Chez Medair, nous parlons de faire un effort supplémentaire pour aider les gens. Ce qui m’a frappé à cette occasion, c’est qu’elle avait fait plus qu’un effort supplémentaire, en parcourant les trois miles aller-retour à pied, poussée par l’amour d’une mère pour son enfant. Cette énergie et cette volonté de se battre pour la valeur de la vie de son enfant m’ont vraiment inspirée. Ce fut un privilège de rencontrer les femmes de la clinique lorsqu’elles étaient dans le besoin.

 

Q : Parlez-nous d’une collègue qui vous a inspirée.

Au fil des années passées au sein de Medair, j’ai rencontré un grand nombre de femmes remarquables qui font preuve d’une attention et d’une compassion authentiques à l’égard des autres. Plusieurs de mes collègues actuelles me viennent immédiatement à l’esprit et je ne peux que m’excuser de ne pas pouvoir toutes les nommer !

Prenons l’exemple de Becks, de notre équipe d’intervention d’urgence. Je suis impressionnée par la façon dont elle interagit avec les gens dans les communautés que nous servons, en vivant l’amour de manière très tangible et en se sacrifiant. La façon dont elle se concentre sur les besoins d’autrui est tout simplement magnifique. Sa foi est aussi authentique qu’inspirante – un élément important de sa force.

Ou encore Noor, dont l’énergie positive et les bonnes vibrations imprègnent tout ce qu’elle fait. Le café d’apprentissage des langues qu’elle dirige personnellement à Gaziantep rassemble les gens au-delà des clivages, dans un environnement de soutien et d’encouragement. Bref, c’est un endroit fabuleux et inspirant – en grande partie grâce à sa personnalité aimante et à sa capacité naturelle à réconcilier les gens.

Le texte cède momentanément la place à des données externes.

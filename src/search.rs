//! Graph search over the implicit puzzle state space.
//!
//! One generic engine serves four strategies; they differ only in fringe
//! discipline and priority key. The engine keeps a closed set (no state is
//! expanded twice), a first-writer-wins parent map for plan reconstruction,
//! and a fringe-size high-water mark. A closed state is never re-opened even
//! if a cheaper path to it turns up later; this keeps expansion counts
//! reproducible at the cost of strict A* optimality against path cost (BFS
//! and A* with a consistent heuristic still return minimal plans).

use std::cmp::Ordering;
use std::collections::{BinaryHeap, VecDeque};
use std::fmt;

use log::debug;
use rustc_hash::{FxHashMap, FxHashSet};

use crate::heuristic::Heuristic;
use crate::puzzle::{Move, PuzzleState};

/// Fringe discipline selector.
#[derive(Debug, Clone, Copy, PartialEq, Eq)]
pub enum Strategy {
    /// FIFO fringe; returns a minimal-length plan.
    BreadthFirst,
    /// LIFO fringe; returns the first plan found, usually far from minimal.
    DepthFirst,
    /// Min-priority fringe keyed by the heuristic alone; no length guarantee.
    GreedyBestFirst,
    /// Min-priority fringe keyed by path cost plus heuristic; minimal-length
    /// plan under an admissible, consistent heuristic.
    AStar,
}

impl fmt::Display for Strategy {
    fn fmt(&self, f: &mut fmt::Formatter<'_>) -> fmt::Result {
        let s = match *self {
            Strategy::BreadthFirst => "BFS",
            Strategy::DepthFirst => "DFS",
            Strategy::GreedyBestFirst => "Greedy Best-First",
            Strategy::AStar => "A*",
        };
        write!(f, "{}", s)
    }
}

/// Result of one search call: the plan (or `None` once the finite reachable
/// graph is exhausted) plus exploration statistics.
#[derive(Debug, Clone, PartialEq, Eq)]
pub struct SearchOutcome {
    pub plan: Option<Vec<Move>>,
    pub states_expanded: usize,
    pub max_fringe: usize,
}

/// Uninformed breadth-first search. Optimal under unit edge cost.
pub fn bfs(start: &PuzzleState) -> SearchOutcome {
    run(start, FifoFringe::default(), |_, _| 0)
}

/// Uninformed depth-first search.
pub fn dfs(start: &PuzzleState) -> SearchOutcome {
    run(start, LifoFringe::default(), |_, _| 0)
}

/// Greedy best-first search ordered by `heuristic` alone.
pub fn best_first(start: &PuzzleState, heuristic: Heuristic) -> SearchOutcome {
    run(start, PriorityFringe::default(), move |state, _| {
        heuristic(state)
    })
}

/// A* search ordered by path cost plus `heuristic`.
pub fn astar(start: &PuzzleState, heuristic: Heuristic) -> SearchOutcome {
    run(start, PriorityFringe::default(), move |state, cost| {
        cost + heuristic(state)
    })
}

/// Dispatches to the strategy's entry point. The uninformed strategies
/// ignore `heuristic`.
pub fn solve(start: &PuzzleState, strategy: Strategy, heuristic: Heuristic) -> SearchOutcome {
    debug!("starting {} search from:\n{}", strategy, start);
    match strategy {
        Strategy::BreadthFirst => bfs(start),
        Strategy::DepthFirst => dfs(start),
        Strategy::GreedyBestFirst => best_first(start, heuristic),
        Strategy::AStar => astar(start, heuristic),
    }
}

/// Maps every discovered state to the state and move it was first reached
/// from; the root maps to `(None, None)`.
type ParentMap = FxHashMap<PuzzleState, (Option<PuzzleState>, Option<Move>)>;

/// Fringe entries carry the state's path cost from the start, recorded at
/// insertion time, so no separate cost map is needed.
trait Fringe {
    fn push(&mut self, state: PuzzleState, cost: u32, priority: u32);
    fn pop(&mut self) -> Option<(PuzzleState, u32)>;
    fn len(&self) -> usize;
}

#[derive(Default)]
struct FifoFringe(VecDeque<(PuzzleState, u32)>);

impl Fringe for FifoFringe {
    fn push(&mut self, state: PuzzleState, cost: u32, _priority: u32) {
        self.0.push_back((state, cost));
    }

    fn pop(&mut self) -> Option<(PuzzleState, u32)> {
        self.0.pop_front()
    }

    fn len(&self) -> usize {
        self.0.len()
    }
}

#[derive(Default)]
struct LifoFringe(Vec<(PuzzleState, u32)>);

impl Fringe for LifoFringe {
    fn push(&mut self, state: PuzzleState, cost: u32, _priority: u32) {
        self.0.push((state, cost));
    }

    fn pop(&mut self) -> Option<(PuzzleState, u32)> {
        self.0.pop()
    }

    fn len(&self) -> usize {
        self.0.len()
    }
}

/// Min-priority fringe. Entries compare by `(priority, insertion sequence)`
/// so that equal priorities break ties in insertion order; states themselves
/// are never compared.
#[derive(Default)]
struct PriorityFringe {
    heap: BinaryHeap<HeapEntry>,
    seq: u64,
}

struct HeapEntry {
    priority: u32,
    seq: u64,
    cost: u32,
    state: PuzzleState,
}

impl PartialEq for HeapEntry {
    fn eq(&self, other: &Self) -> bool {
        self.priority == other.priority && self.seq == other.seq
    }
}

impl Eq for HeapEntry {}

impl Ord for HeapEntry {
    fn cmp(&self, other: &Self) -> Ordering {
        // reversed: BinaryHeap is a max-heap, we want the minimum out first
        other
            .priority
            .cmp(&self.priority)
            .then_with(|| other.seq.cmp(&self.seq))
    }
}

impl PartialOrd for HeapEntry {
    fn partial_cmp(&self, other: &Self) -> Option<Ordering> {
        Some(self.cmp(other))
    }
}

impl Fringe for PriorityFringe {
    fn push(&mut self, state: PuzzleState, cost: u32, priority: u32) {
        self.heap.push(HeapEntry {
            priority,
            seq: self.seq,
            cost,
            state,
        });
        self.seq += 1;
    }

    fn pop(&mut self) -> Option<(PuzzleState, u32)> {
        self.heap.pop().map(|entry| (entry.state, entry.cost))
    }

    fn len(&self) -> usize {
        self.heap.len()
    }
}

/// The shared search skeleton. `key` computes a fringe priority from a state
/// and its path cost; the FIFO and LIFO fringes ignore it.
fn run<F, K>(start: &PuzzleState, mut fringe: F, key: K) -> SearchOutcome
where
    F: Fringe,
    K: Fn(&PuzzleState, u32) -> u32,
{
    let mut closed: FxHashSet<PuzzleState> = FxHashSet::default();
    let mut parents: ParentMap = FxHashMap::default();
    let mut states_expanded = 0usize;
    let mut max_fringe = 0usize;

    parents.insert(start.clone(), (None, None));
    let priority = key(start, 0);
    fringe.push(start.clone(), 0, priority);

    loop {
        max_fringe = max_fringe.max(fringe.len());

        let Some((state, cost)) = fringe.pop() else {
            debug!("fringe exhausted after {} expansions", states_expanded);
            return SearchOutcome {
                plan: None,
                states_expanded,
                max_fringe,
            };
        };

        // The first goal dequeued wins, before the closed-set check.
        if state.is_goal() {
            let plan = reconstruct(&state, &parents);
            debug!(
                "goal at depth {} after {} expansions",
                plan.len(),
                states_expanded
            );
            return SearchOutcome {
                plan: Some(plan),
                states_expanded,
                max_fringe,
            };
        }

        if closed.contains(&state) {
            continue;
        }
        states_expanded += 1;
        closed.insert(state.clone());

        for (mv, child) in state.successors() {
            if closed.contains(&child) {
                continue;
            }
            let child_cost = cost + 1;
            let priority = key(&child, child_cost);
            // first-writer-wins: the first path found to a state is the one
            // remembered
            if !parents.contains_key(&child) {
                parents.insert(child.clone(), (Some(state.clone()), Some(mv)));
            }
            fringe.push(child, child_cost, priority);
        }
    }
}

/// Walks the parent map back from `state` to the root entry and returns the
/// move sequence in forward order. A state absent from the map yields an
/// empty plan.
fn reconstruct(state: &PuzzleState, parents: &ParentMap) -> Vec<Move> {
    let mut plan = Vec::new();
    let mut current = state;
    while let Some((Some(previous), Some(mv))) = parents.get(current) {
        plan.push(*mv);
        current = previous;
    }
    plan.reverse();
    plan
}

Ou peut-être Sadia, que j’ai rencontrée au Darfour et dont je ressens encore l’amour aujourd’hui. Cette femme étonnante, qui ouvrait les portes de sa maison et accueillait des orphelins, nous rendait meilleurs chaque jour, simplement en étant elle-même – un personnage indéfectiblement joyeux et positif. Je me souviens encore de la chaleur de ses étreintes et même de l’odeur de son parfum.

Il y a tant d’autres femmes qui m’ont inspirée tout au long de mon parcours et, comme je l’ai dit, je ne peux que m’excuser de ne pas pouvoir citer tout le monde ici.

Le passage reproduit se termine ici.